What aspect of smart buildings do you see as a ‘game changer’?

It really doesn’t matter what I think will be a game changer, each client will have a different view and requirement, all are important.

Although, the ability to link vast amounts of static and active data into a model (digital twin) that can be viewed and understood by all and drilled down on by looking at the model through a different set of spectacles, so to speak, is very exciting for anyone.

The clients could have their entire physical operation, occupants and supporting needs all recognised in one location, which means the client can change and implement plans with the ability to assess the impacts (good or bad), via the data gathered, and [it] will be specific to their needs.
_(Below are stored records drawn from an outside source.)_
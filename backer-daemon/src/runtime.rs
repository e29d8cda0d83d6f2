use std::collections::{BTreeMap, HashMap};
use std::fs;
use std::io::ErrorKind;
use std::os::unix::net::UnixStream as StdUnixStream;
use std::path::{Path, PathBuf};
use std::sync::atomic::{AtomicBool, Ordering};
use std::sync::{Arc, Mutex};

use chrono::{DateTime, Utc};
use serde::Serialize;
use serde_json::{json, Value};
use tokio::io::{AsyncBufReadExt, AsyncWriteExt, BufReader};
use tokio::net::unix::OwnedWriteHalf;
use tokio::net::{UnixListener, UnixStream};
use tokio::sync::{broadcast, mpsc, oneshot, Mutex as AsyncMutex, RwLock, Semaphore};
use tokio::time::{Instant, MissedTickBehavior};

use backer_core::{config, BackerConfig, PairId, ProjectName, Version};
use backer_sync::{
    BackupCoordinator, CascadeGraph, CascadeGroup, ChangeDetector, CycleOutcome, CycleReport,
    FsCopier, JsonStateStore, VersionLedger,
};

use crate::error::{io_err, DaemonError};
use crate::paths::{socket_path, version_state_path, TICK_INTERVAL};
use crate::protocol::{ControlRequest, ControlResponse};

/// Last-known activity of one pair, reported by `status`.
#[derive(Debug, Clone, Serialize)]
pub struct PairStatus {
    pub id: PairId,
    pub source: PathBuf,
    pub destination: PathBuf,
    pub scan_delay_secs: u64,
    pub exclusions: Vec<String>,
    pub last_scan_at: Option<DateTime<Utc>>,
    pub last_backup_at: Option<DateTime<Utc>>,
    pub last_folder: Option<PathBuf>,
}

#[derive(Debug)]
pub struct DaemonState {
    pub started_at: DateTime<Utc>,
    pub version: Version,
    pub pairs: BTreeMap<PairId, PairStatus>,
}

impl DaemonState {
    fn new(config: &BackerConfig, version: Version) -> Self {
        let pairs = config
            .pairs
            .iter()
            .map(|pair| {
                let status = PairStatus {
                    id: pair.id,
                    source: pair.source.clone(),
                    destination: pair.destination.clone(),
                    scan_delay_secs: pair.scan_delay.as_secs(),
                    exclusions: pair.exclusions.describe(),
                    last_scan_at: None,
                    last_backup_at: None,
                    last_folder: None,
                };
                (pair.id, status)
            })
            .collect();
        Self {
            started_at: Utc::now(),
            version,
            pairs,
        }
    }

    fn apply(&mut self, report: &CycleReport) {
        for entry in &report.pairs {
            if let Some(status) = self.pairs.get_mut(&entry.pair) {
                status.last_scan_at = Some(report.started_at);
                if let (Some(folder), CycleOutcome::Committed { .. }) = (&entry.folder, &report.outcome)
                {
                    status.last_backup_at = Some(report.started_at);
                    status.last_folder = Some(folder.clone());
                }
            }
        }
        if let Some(version) = report.committed_version() {
            self.version = version;
        }
    }
}

type SharedState = Arc<RwLock<DaemonState>>;

struct ScanJob {
    respond_to: oneshot::Sender<Result<CycleReport, String>>,
}

/// Writes committed versions back into the config file, one at a time and
/// never moving backwards.
struct ConfigMirror {
    path: PathBuf,
    recorded: AsyncMutex<Version>,
}

impl ConfigMirror {
    fn new(path: PathBuf, recorded: Version) -> Self {
        Self {
            path,
            recorded: AsyncMutex::new(recorded),
        }
    }

    /// Failures only warn; the state file stays authoritative.
    async fn record(&self, version: Version) {
        let mut recorded = self.recorded.lock().await;
        if version <= *recorded {
            tracing::debug!(%version, recorded = %*recorded, "config already holds a newer version");
            return;
        }

        let path = self.path.clone();
        let result =
            tokio::task::spawn_blocking(move || config::record_version(&path, &version)).await;
        match result {
            Ok(Ok(())) => *recorded = version,
            Ok(Err(err)) => {
                tracing::warn!(path = %self.path.display(), error = %err, "could not record version in config");
            }
            Err(err) => {
                tracing::warn!(error = %err, "version mirror task failed");
            }
        }
    }
}

/// Everything one group task needs.
struct GroupContext {
    group: Arc<CascadeGroup>,
    coordinator: Arc<Mutex<BackupCoordinator>>,
    ledger: Arc<VersionLedger>,
    workers: Arc<Semaphore>,
    cancel: Arc<AtomicBool>,
    state: SharedState,
    mirror: Arc<ConfigMirror>,
}

impl GroupContext {
    fn has_pending_retry(&self) -> bool {
        self.coordinator
            .lock()
            .map(|coordinator| coordinator.pending_retry().next().is_some())
            .unwrap_or(false)
    }
}

/// Start the daemon runtime and block the current thread until it exits.
pub fn start_blocking(config: BackerConfig) -> Result<(), DaemonError> {
    init_tracing();
    let runtime = tokio::runtime::Builder::new_multi_thread()
        .enable_all()
        .build()
        .map_err(|e| io_err("tokio-runtime", e))?;
    runtime.block_on(run(config))
}

/// Run the daemon until `stop`, ctrl-c, or a fatal task error.
pub async fn run(config: BackerConfig) -> Result<(), DaemonError> {
    let state_dir = config.state_dir.clone();
    if !state_dir.exists() {
        fs::create_dir_all(&state_dir).map_err(|e| io_err(&state_dir, e))?;
    }

    let store = JsonStateStore::in_dir(&state_dir, config.initial_version, config.thresholds);
    let ledger = VersionLedger::open(store, config.thresholds)?;
    let version = ledger.current();
    let ledger = Arc::new(ledger);
    let mirror = Arc::new(ConfigMirror::new(config.path.clone(), config.initial_version));

    tracing::info!(
        project = %config.project_name,
        %version,
        thresholds = %config.thresholds,
        workers = config.max_workers,
        "starting backup daemon",
    );
    for pair in &config.pairs {
        tracing::info!(
            pair = %pair.id,
            source = %pair.source.display(),
            destination = %pair.destination.display(),
            every_secs = pair.scan_delay.as_secs(),
            exclusions = ?pair.exclusions.describe(),
            "monitoring",
        );
    }

    let state: SharedState = Arc::new(RwLock::new(DaemonState::new(&config, version)));
    let workers = Arc::new(Semaphore::new(config.max_workers));
    let cancel = Arc::new(AtomicBool::new(false));
    let copier = Arc::new(FsCopier);
    let (shutdown_tx, _) = broadcast::channel::<()>(16);

    let mut group_handles = Vec::new();
    let mut scan_senders = Vec::new();
    for group in CascadeGraph::build(&config.pairs).into_groups() {
        let (scan_tx, scan_rx) = mpsc::channel::<ScanJob>(8);
        scan_senders.push(scan_tx);

        let ctx = GroupContext {
            group: Arc::new(group),
            coordinator: Arc::new(Mutex::new(BackupCoordinator::new(
                config.project_name.clone(),
                ChangeDetector::new(config.initial_backup),
                copier.clone(),
            ))),
            ledger: ledger.clone(),
            workers: workers.clone(),
            cancel: cancel.clone(),
            state: state.clone(),
            mirror: mirror.clone(),
        };
        let shutdown = shutdown_tx.clone();
        group_handles.push(tokio::spawn(async move {
            let result = group_task(ctx, scan_rx, shutdown.subscribe()).await;
            if result.is_err() {
                let _ = shutdown.send(());
            }
            result
        }));
    }

    let socket_handle = {
        let shutdown = shutdown_tx.clone();
        let state_dir = state_dir.clone();
        let state = state.clone();
        let project = config.project_name.clone();
        tokio::spawn(async move {
            let result = socket_server_task(
                state_dir,
                project,
                state,
                scan_senders,
                shutdown.clone(),
                shutdown.subscribe(),
            )
            .await;
            let _ = shutdown.send(());
            result
        })
    };

    let cancel_handle = {
        let mut shutdown_rx = shutdown_tx.subscribe();
        let cancel = cancel.clone();
        tokio::spawn(async move {
            let _ = shutdown_rx.recv().await;
            cancel.store(true, Ordering::SeqCst);
            Ok::<(), DaemonError>(())
        })
    };

    let signal_handle = {
        let shutdown = shutdown_tx.clone();
        tokio::spawn(async move {
            let mut shutdown_rx = shutdown.subscribe();
            tokio::select! {
                _ = shutdown_rx.recv() => Ok(()),
                signal = tokio::signal::ctrl_c() => {
                    match signal {
                        Ok(()) => {
                            tracing::info!("received ctrl-c, shutting down daemon");
                            let _ = shutdown.send(());
                            Ok(())
                        }
                        Err(err) => Err(DaemonError::Protocol(format!("ctrl-c handler failed: {err}"))),
                    }
                }
            }
        })
    };

    let (socket_result, cancel_result, signal_result) =
        tokio::join!(socket_handle, cancel_handle, signal_handle);
    for handle in group_handles {
        handle_join("group", handle.await)?;
    }
    handle_join("socket_server", socket_result)?;
    handle_join("cancel", cancel_result)?;
    handle_join("signal_handler", signal_result)?;

    let version = state.read().await.version;
    tracing::info!(%version, "backup daemon stopped");
    Ok(())
}

async fn group_task(
    ctx: GroupContext,
    mut scan_rx: mpsc::Receiver<ScanJob>,
    mut shutdown_rx: broadcast::Receiver<()>,
) -> Result<(), DaemonError> {
    let mut last_evaluated: HashMap<PairId, Instant> = HashMap::new();
    let mut ticker = tokio::time::interval(TICK_INTERVAL);
    ticker.set_missed_tick_behavior(MissedTickBehavior::Skip);

    loop {
        tokio::select! {
            _ = shutdown_rx.recv() => break,
            _ = ticker.tick() => {
                let now = Instant::now();
                let due = due_pairs(&ctx.group, &last_evaluated, now);
                if due.is_empty() && !ctx.has_pending_retry() {
                    continue;
                }
                match run_cycle(&ctx, due.clone()).await {
                    Ok(report) => {
                        for id in due.iter().copied().chain(report.pairs.iter().map(|p| p.pair)) {
                            last_evaluated.insert(id, now);
                        }
                    }
                    Err(err) => tracing::error!(group = ?ctx.group.ids(), error = %err, "backup cycle failed"),
                }
            }
            job = scan_rx.recv() => {
                let Some(job) = job else { break };
                let now = Instant::now();
                let due = ctx.group.ids();
                let outcome = run_cycle(&ctx, due.clone()).await.map_err(|err| err.to_string());
                if outcome.is_ok() {
                    for id in due {
                        last_evaluated.insert(id, now);
                    }
                }
                let _ = job.respond_to.send(outcome);
            }
        }
    }

    Ok(())
}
The ability to link traditionally siloed data sets and carry out analysis on what you want and need as well as develop insights for others to learn from and improve is also very exciting. It is all deliverable, manageable and controlled by the client, we just need to know where the client wants to start, what they have in place and where is they want to go.

Is innovation enough of a priority for the Department of Health and Social Care?

Yes – but we need more detailed guidance – especially around smart buildings – I don’t think the size, scope and reach of smart buildings is fully understood, which in turn limits the thinking of providers. We need more detail from the centre for providers to follow and as prompts for each to consider when engaging with the market – prompts that will push them in to investigating further the ‘art of the achievable/possible’.

This will also help when developing client briefs that will be issued to the market – we need to avoid expensive, proprietary systems that sometimes look easy and convenient to implement day one on the face of it, but are more often than not leading the healthcare provider down a very costly and long-term road, which they can’t escape from.

As for being a ‘priority’, I think it is trying to get a place at the table, unfortunately, and in some instances – rightly – there are a number of competing voices that don’t want digital interfering with traditional thinking and programmes. There is a degree of uncertainty and fear, coupled with a view that all things digital are expensive and will go wrong.